Lo ammetto: non è che fossi a conoscenza della materia. Il che, in effetti, è stato un bene perché mi ha fatto affrontare questo progetto come se fossi un foglio bianco sul quale Claudio e Laura hanno lavorato.
A proposito di cinema: qual è il film della vita di Marco Cavalli e perché?
“Indagine di un cittadino al di sopra di ogni sospetto” di Elio Petri, con Gian Maria Volontè del 1970. Il film più bello che abbia mai visto. L’ho pensato dopo la prima volta che lo vidi e continuo tuttora a pensare che lo sia. Volontè, a mio giudizio, è la maschera dell’attore, quello che vorrei essere. Il film fa il paio con “Arancia meccanica” di Kubrick: entrambe le pellicole affrontano il tema del potere dello Stato in una maniera sublime.
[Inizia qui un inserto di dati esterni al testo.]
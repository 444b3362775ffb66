//! Field-equality predicates and their ALL/ANY combination.

use crate::model::Record;
use crate::Result;
use serde::{Deserialize, Serialize};
use tracing::trace;

/// Tests whether a record's field has exactly the expected value.
///
/// The comparison is exact string equality: no trimming and no case folding.
///
/// # Example
/// ```
/// # use mint_tx::model::RawRecord;
/// # use mint_tx::query::Predicate;
/// let record = RawRecord::zip(["Category"], ["Groceries"]);
/// assert!(Predicate::new("Category", "Groceries").matches(&record).unwrap());
/// assert!(!Predicate::new("Category", "groceries").matches(&record).unwrap());
/// assert!(Predicate::new("Labels", "").matches(&record).is_err());
/// ```
#[derive(Debug, Clone, Eq, PartialEq, Ord, PartialOrd, Hash, Serialize, Deserialize)]
pub struct Predicate {
    field: String,
    #[serde(rename = "value")]
    expected: String,
}

impl Predicate {
    pub fn new(field: impl Into<String>, expected: impl Into<String>) -> Self {
        Self {
            field: field.into(),
            expected: expected.into(),
        }
    }

    pub fn field(&self) -> &str {
        &self.field
    }

    pub fn expected(&self) -> &str {
        &self.expected
    }

    /// # Errors
    /// `Error::MissingField` if the record has no field named `self.field()`.
    pub fn matches<R>(&self, record: &R) -> Result<bool>
    where
        R: Record + ?Sized,
    {
        Ok(record.require(&self.field)? == self.expected.as_str())
    }
}

/// How the results of several predicates are combined.
#[derive(
    Debug,
    Clone,
    Copy,
    Default,
    Eq,
    PartialEq,
    Hash,
    Serialize,
    Deserialize,
    clap::ValueEnum,
)]
#[serde(rename_all = "lowercase")]
pub enum MatchMode {
    /// Every predicate must match. With no predicates, every record is kept.
    #[default]
    All,
    /// At least one predicate must match. With no predicates, no record is kept.
    Any,
}

serde_plain::derive_display_from_serialize!(MatchMode);
serde_plain::derive_fromstr_from_deserialize!(MatchMode);

impl MatchMode {
    /// Evaluates every predicate against `record` and combines the results.
    ///
    /// All predicates are evaluated, even after the outcome is known, so that a predicate naming a
    /// missing field is always reported.
    pub fn evaluate<R>(self, predicates: &[Predicate], record: &R) -> Result<bool>
    where
        R: Record + ?Sized,
    {
        let mut hits = 0;
        for predicate in predicates {
            if predicate.matches(record)? {
                hits += 1;
            }
        }
        Ok(match self {
            MatchMode::All => hits == predicates.len(),
            MatchMode::Any => hits > 0,
        })
    }
}

/// Keeps the records for which `predicates`, combined according to `mode`, hold.
///
/// Records come out in the order they went in. Pass references to keep the originals.
///
/// # Errors
/// `Error::MissingField` if any predicate names a field that a record lacks. No output is
/// produced in that case.
pub fn filter_all<I, R>(records: I, predicates: &[Predicate], mode: MatchMode) -> Result<Vec<R>>
where
    I: IntoIterator<Item = R>,
    R: Record,
{
    let mut kept = Vec::new();
    let mut seen = 0usize;
    for record in records {
        seen += 1;
        if mode.evaluate(predicates, &record)? {
            kept.push(record);
        }
    }
    trace!(
        "filter_all ({mode}, {} predicates) kept {} of {seen} records",
        predicates.len(),
        kept.len()
    );
    Ok(kept)
}

/// A reusable group of predicates with the mode that combines them, e.g. "any of the food
/// categories". These are normally loaded from configuration, see `Config::presets`.
#[derive(Debug, Clone, Default, Eq, PartialEq, Serialize, Deserialize)]
pub struct PredicateSet {
    #[serde(default)]
    mode: MatchMode,
    predicates: Vec<Predicate>,
}

impl PredicateSet {
    pub fn new(mode: MatchMode, predicates: impl IntoIterator<Item = Predicate>) -> Self {
        Self {
            mode,
            predicates: predicates.into_iter().collect(),
        }
    }

    /// Shorthand for a set where every predicate tests the same field.
    pub fn one_of<S>(field: &str, values: impl IntoIterator<Item = S>) -> Self
    where
        S: Into<String>,
    {
        Self::new(
            MatchMode::Any,
            values.into_iter().map(|v| Predicate::new(field, v)),
        )
    }

    pub fn mode(&self) -> MatchMode {
        self.mode
    }

    pub fn predicates(&self) -> &[Predicate] {
        &self.predicates
    }

    pub fn matches<R>(&self, record: &R) -> Result<bool>
    where
        R: Record + ?Sized,
    {
        self.mode.evaluate(&self.predicates, record)
    }

    pub fn filter<I, R>(&self, records: I) -> Result<Vec<R>>
    where
        I: IntoIterator<Item = R>,
        R: Record,
    {
        filter_all(records, &self.predicates, self.mode)
    }
}

#[cfg(test)]
mod tests {
    use super::*;
    use crate::model::{RawRecord, Transaction, ACCOUNT_NAME, AMOUNT, CATEGORY, DATE};
    use crate::test::{raw, sample_records};
    use crate::Error;
    use std::str::FromStr;

    fn records() -> Vec<RawRecord> {
        vec![
            raw("01/01/2020", "1.00", "Groceries", "Checking"),
            raw("01/02/2020", "2.00", "Restaurants", "Cash"),
            raw("01/03/2020", "3.00", "Groceries", "Venmo"),
            raw("01/04/2020", "4.00", "Gas & Fuel", "Checking"),
        ]
    }

    fn amounts(records: &[&RawRecord]) -> Vec<String> {
        records
            .iter()
            .map(|r| r.get(AMOUNT).unwrap().to_string())
            .collect()
    }

    #[test]
    fn test_matches_exact() {
        let record = raw("01/01/2020", "1.00", "Groceries", "Checking");
        assert!(Predicate::new(CATEGORY, "Groceries").matches(&record).unwrap());
        assert!(!Predicate::new(CATEGORY, "Groceries ").matches(&record).unwrap());
        assert!(!Predicate::new(CATEGORY, "GROCERIES").matches(&record).unwrap());
    }

    #[test]
    fn test_matches_missing_field() {
        let record = RawRecord::zip([CATEGORY], ["Groceries"]);
        let e = Predicate::new(ACCOUNT_NAME, "Cash")
            .matches(&record)
            .unwrap_err();
        assert_eq!(
            e,
            Error::MissingField {
                field: ACCOUNT_NAME.to_string()
            }
        );
    }

    #[test]
    fn test_filter_all_mode() {
        let records = records();
        let predicates = vec![
            Predicate::new(CATEGORY, "Groceries"),
            Predicate::new(ACCOUNT_NAME, "Checking"),
        ];
        let kept = filter_all(&records, &predicates, MatchMode::All).unwrap();
        assert_eq!(amounts(&kept), vec!["1.00"]);
    }

    #[test]
    fn test_filter_any_mode() {
        let records = records();
        let predicates = vec![
            Predicate::new(ACCOUNT_NAME, "Cash"),
            Predicate::new(ACCOUNT_NAME, "Venmo"),
        ];
        let kept = filter_all(&records, &predicates, MatchMode::Any).unwrap();
        assert_eq!(amounts(&kept), vec!["2.00", "3.00"]);
    }

    #[test]
    fn test_filter_empty_predicates() {
        let records = records();
        let all = filter_all(&records, &[], MatchMode::All).unwrap();
        assert_eq!(all.len(), records.len());
        assert!(all.iter().zip(&records).all(|(a, b)| *a == b));
        let any = filter_all(&records, &[], MatchMode::Any).unwrap();
        assert!(any.is_empty());
    }

    #[test]
    fn test_filter_preserves_order() {
        let records = records();
        let predicates = vec![Predicate::new(CATEGORY, "Groceries")];
        let kept = filter_all(records.iter().rev(), &predicates, MatchMode::All).unwrap();
        assert_eq!(amounts(&kept), vec!["3.00", "1.00"]);
    }

    #[test]
    fn test_filter_missing_field_fails_whole_call() {
        let mut records = records();
        records.push(RawRecord::zip([CATEGORY], ["Groceries"]));
        let predicates = vec![Predicate::new(ACCOUNT_NAME, "Checking")];
        let e = filter_all(&records, &predicates, MatchMode::Any).unwrap_err();
        assert!(matches!(e, Error::MissingField { .. }));
    }

    #[test]
    fn test_missing_field_reported_after_decided_outcome() {
        // The first predicate already fails, the second names a missing field.
        let records = vec![RawRecord::zip([CATEGORY], ["Groceries"])];
        let predicates = vec![
            Predicate::new(CATEGORY, "Restaurants"),
            Predicate::new(ACCOUNT_NAME, "Cash"),
        ];
        assert!(filter_all(&records, &predicates, MatchMode::All).is_err());
    }

    #[test]
    fn test_filter_owned_records() {
        let predicates = vec![Predicate::new(CATEGORY, "Groceries")];
        let kept: Vec<RawRecord> = filter_all(records(), &predicates, MatchMode::All).unwrap();
        assert_eq!(kept.len(), 2);
    }

    #[test]
    fn test_filter_transactions() {
        let records = sample_records();
        let txs = records
            .iter()
            .map(Transaction::normalize)
            .collect::<crate::Result<Vec<_>>>()
            .unwrap();
        let predicates = vec![Predicate::new(DATE, "02/01/2020")];
        let kept = filter_all(&txs, &predicates, MatchMode::All).unwrap();
        assert_eq!(kept.len(), 1);
        assert_eq!(kept[0].description(), "Rent");
    }

    #[test]
    fn test_chained_filters() {
        let records = records();
        let groceries = filter_all(
            &records,
            &[Predicate::new(CATEGORY, "Groceries")],
            MatchMode::All,
        )
        .unwrap();
        let venmo = filter_all(
            groceries,
            &[Predicate::new(ACCOUNT_NAME, "Venmo")],
            MatchMode::All,
        )
        .unwrap();
        assert_eq!(amounts(&venmo), vec!["3.00"]);
    }

    #[test]
    fn test_match_mode_strings() {
        assert_eq!(MatchMode::All.to_string(), "all");
        assert_eq!(MatchMode::from_str("any").unwrap(), MatchMode::Any);
        assert!(MatchMode::from_str("some").is_err());
    }

    #[test]
    fn test_predicate_set() {
        let set = PredicateSet::one_of(ACCOUNT_NAME, ["Cash", "Venmo"]);
        assert_eq!(set.mode(), MatchMode::Any);
        assert_eq!(set.predicates().len(), 2);
        let records = records();
        let kept = set.filter(&records).unwrap();
        assert_eq!(amounts(&kept), vec!["2.00", "3.00"]);
        assert!(set.matches(&records[1]).unwrap());
        assert!(!set.matches(&records[0]).unwrap());
    }

    #[test]
    fn test_predicate_set_serde() {
        let json = r#"{"predicates":[{"field":"Category","value":"Snacks"}]}"#;
        let set: PredicateSet = serde_json::from_str(json).unwrap();
        assert_eq!(set.mode(), MatchMode::All);
        assert_eq!(set.predicates(), &[Predicate::new(CATEGORY, "Snacks")]);
        let out = serde_json::to_string(&set).unwrap();
        assert_eq!(
            out,
            r#"{"mode":"all","predicates":[{"field":"Category","value":"Snacks"}]}"#
        );
    }
}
Tra le altre cose, io amo il cinema italiano, credo di avere una bella cultura al riguardo. “indagine …” è l’apice da questo punto di vista. In aggiunta, costituisce una sorta di summa filosofica, grazie ad una sceneggiatura pazzesca.
Fonti sicure mi dicono che il sig. Cavalli è un bravissimo ballerino di tango. Cosa ti affascina di più di questo tipo di danza?
(Sorride) … Chissà chi te lo ha detto, eh? (Io e Marco abbiamo un’amica in comune, che balla insieme a lui N.d.R.) Per me è una droga. Ho trovato, nel tango, quello che non ho più dal palcoscenico ovverosia: quel rapporto fisico con la presenza scenica, quel rapporto immediato tra il corpo, l’azione, la passione che ti muove dall’interno e, il tutto, indipendentemente dal fatto che ci sia del pubblico o meno! E’ un moto molto intimo tra due persone. Sono 7 anni che ballo. Ora come ora, sarebbe una delle cose più difficili a cui potrei rinunciare.
Da piccolo, mi ricordo di uno sceneggiato televisivo con Gastone Moschin, la cui sigla era “Libertango” di Astor Piazzolla. Avevo 5 anni … quel ritmo, quella melodia così struggente, mi catturarono.
Con la maturità, ho deciso di lanciarmi in questa forma di danza.
Ah, a tal proposito: amo anche la fotografia! Purtroppo sto dedicando poco tempo a questa passione negli ultimi tempi. Ho vinto anche un premio della critica al Napoli Film Festival!
L’amore per il tango spiega la postura. Questo elemento aggiuntivo, questa passione così raffinata rende Marco Cavalli un uomo d’altri tempi. Eppure, sempre al passo con i tempi. Un dualismo divertente.
Cosa dobbiamo attenderci da Marco Cavalli per questo 2017?
Speriamo tantissime cose! Come dico sempre “Io sto qui. Quando qualcuno mi propone qualcosa, io la valuto” (ride di gusto). Con Enrico Iannaccone abbiamo appena girato un altro videoclip, molto gustoso. Attendo l’uscita del film di Gargano e c’è una web serie con Nicola Guarino, che ho ritrovato dopo un bel po’ di tempo. Stiamo per ultimarla, la durata di ogni episodio è di 6 minuti circa.
Concludiamo l’intervista con una marzullata : fatti una domanda e datti una risposta
In tutta risposta, Marco Cavalli inizia a recitare: “Mi sono svegliato stamattina con una grande voglia di restare a letto tutto il giorno, a leggere. Ho cercato di combatterla per un minuto, poi ho guardato fuori dalla finestra la pioggia e mi sono arreso, mi sono affidato totalmente alla custodia di questa mattinata piovosa. Rivivrei la mia vita un’altra volta? Rifarei gli stessi imperdonabili errori?” “Sì, se potessi, sì. Li rifarei.” E’ un passo di Raymond Carver, contenuto nei “Racconti in forma di poesia”. Lo lessi tempo fa per un reading e credo sia adattissimo anche in questa occasione.
So che non potete ascoltare la sua voce, ma fidatevi di me: il risultato è da brividi!